書きたくなる瞬間は一日に一度くらいあるけれど、書き始めるに至るのは稀なことである。頭の中で最初の数行ぶんくらいを考えながら洗い物をしたり、シャワーを浴びたりしていても、いつしか生活の音に忙しなく掻き消されてしまって、やがてあきらめの夜がくる。iPhoneのメモには書きかけの想いの切れ端が、しけたマッチのように捨てられず溜まっていく。だからこんな風にテーマを与えられたときは、重い腰を上げやすい。私は〆切が決まっていないと何もできない人間なのだ。それは冒頭で申し上げた通り、この記事が約二年ぶりの投稿であることが証明している。

 

下書きに保存された記事は何記事? あるならどんなテーマの記事?

数えてみると15記事あった。前述のようにほとんどが最初の数行でやめたものか、思いついたタイトルだけを先につけたものである。それこそ五年以上前に考えたものがほとんどで、今思えば続きを書ける気がしないものばかりだが、いくつか紹介する。

「夏をさがしに自転車で冒険に出かけた」
「作業に集中したいなら、浴びるほどお酒を飲んだ方がいい」
「長風呂のすすめ」
「私の帰宅は美しかっただろうか」

自分の記事を読み返すことはある?

頻度は少ないが、読むときは一気に読み返してしまう。お酒の勢いや真夜中のテンションで感情に委ねて文章を書くことが多いので、書いているときの気持ちは、書き終わった瞬間から薄れ始めることがほとんど。そのため後から読み返してみると、新鮮な気持ちで文章が入ってくる。まるで感情を閉じ込めたタイムカプセルを開けているような気持ちになれるのだ。だからたまにブログを開くと、ついつい関連記事などを遡って懐かしさに浸ってしまう。

 

好きなはてなブロガーは?

Sakak's Gadget Blog」のケイスケさん。
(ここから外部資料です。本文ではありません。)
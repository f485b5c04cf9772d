//! Vector math shared by the vector index and tests.
//!
//! Stored vectors are unit-normalized `f32`s, so dot product and cosine similarity coincide.

use crate::{Error, Result};

pub fn magnitude(vector: &[f32]) -> f32 {
	vector.iter().map(|value| value * value).sum::<f32>().sqrt()
}

/// Returns `vector` scaled to unit length.
///
/// A zero vector (or one whose norm is not finite) is returned unchanged and a warning is logged.
pub fn normalize(vector: &[f32]) -> Vec<f32> {
	let mut out = vector.to_vec();

	normalize_in_place(&mut out);

	out
}

pub fn normalize_in_place(vector: &mut [f32]) {
	let norm = magnitude(vector);

	if norm == 0.0 || !norm.is_finite() {
		tracing::warn!(dimensions = vector.len(), norm, "Vector cannot be normalized.");

		return;
	}

	for value in vector.iter_mut() {
		*value /= norm;
	}
}

/// Dot product over the shared prefix of `a` and `b`.
pub fn dot_product(a: &[f32], b: &[f32]) -> f32 {
	a.iter().zip(b).map(|(x, y)| x * y).sum()
}

pub fn cosine_similarity(a: &[f32], b: &[f32]) -> f32 {
	let norm_a = magnitude(a);
	let norm_b = magnitude(b);

	if norm_a == 0.0 || norm_b == 0.0 {
		return 0.0;
	}

	dot_product(a, b) / (norm_a * norm_b)
}

/// Little-endian `f32`s, four bytes per component.
pub fn vector_to_blob(vector: &[f32]) -> Vec<u8> {
	let mut blob = Vec::with_capacity(vector.len() * 4);

	for value in vector {
		blob.extend_from_slice(&value.to_le_bytes());
	}

	blob
}

pub fn blob_to_vector(blob: &[u8]) -> Result<Vec<f32>> {
	if blob.len() % 4 != 0 {
		return Err(Error::InvalidBlob { len: blob.len() });
	}

	Ok(blob
		.chunks_exact(4)
		.map(|chunk| f32::from_le_bytes([chunk[0], chunk[1], chunk[2], chunk[3]]))
		.collect())
}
写真がとにかくかっこよくて昔から憧れています。

 

はてなブログに一言メッセージを伝えるなら?

シンプルで使いやすいのと、定期的にお題を与えてくれるので、自堕落な私でも文章の書き方を忘れずに今日まで生きてこられました。ブログという場を与えてくれてありがとうございます。私だけでなく、色んな人の大事な思い出が残されていて、まさにブログは財産だと思います。どこでもドアがなくても、国会図書館に行かなくても、誰もが世界中の人々の思い出を覗き見ることができる。こんなに素敵な場を、できれば永遠に残しつづけて欲しいと願うばかりです。

 

10年前は何してた?

先が見えない毎日で、暗く沈んでばかりいた。社会に出るのが怖くて、逃げ出してしまいたくて、井上陽水の「カナリア」という曲を暗い部屋でリピートしながら、毎日、時間よ止まれと願っていた。すでに絶望の真っ只中にいたはずだけれど、未来はそれよりももっと絶望の果てに違いないから、せめて今くらいの絶望で手を打とう、この瞬間に留めておいて欲しいなどと、悲しい論理を振りかざしていた。あのとき、人生の結末を自分の頭の中だけで勝手に決めつけて、前に進むことをやめてしまわなくてよかった。もう、10年も経ちました。

 

この10年を一言でまとめると?

悲しいことも苦しいことも、恥ずかしい失敗もたくさんあった。決して正しかったかは分からないし、順調だったとも正解だったとも言い切れない。けれど遠回りも含めてそんな10年の道程の先に今の私がいることは事実だから、全てをひっくるめてこの10年間を認めやりたい。おつかれさま。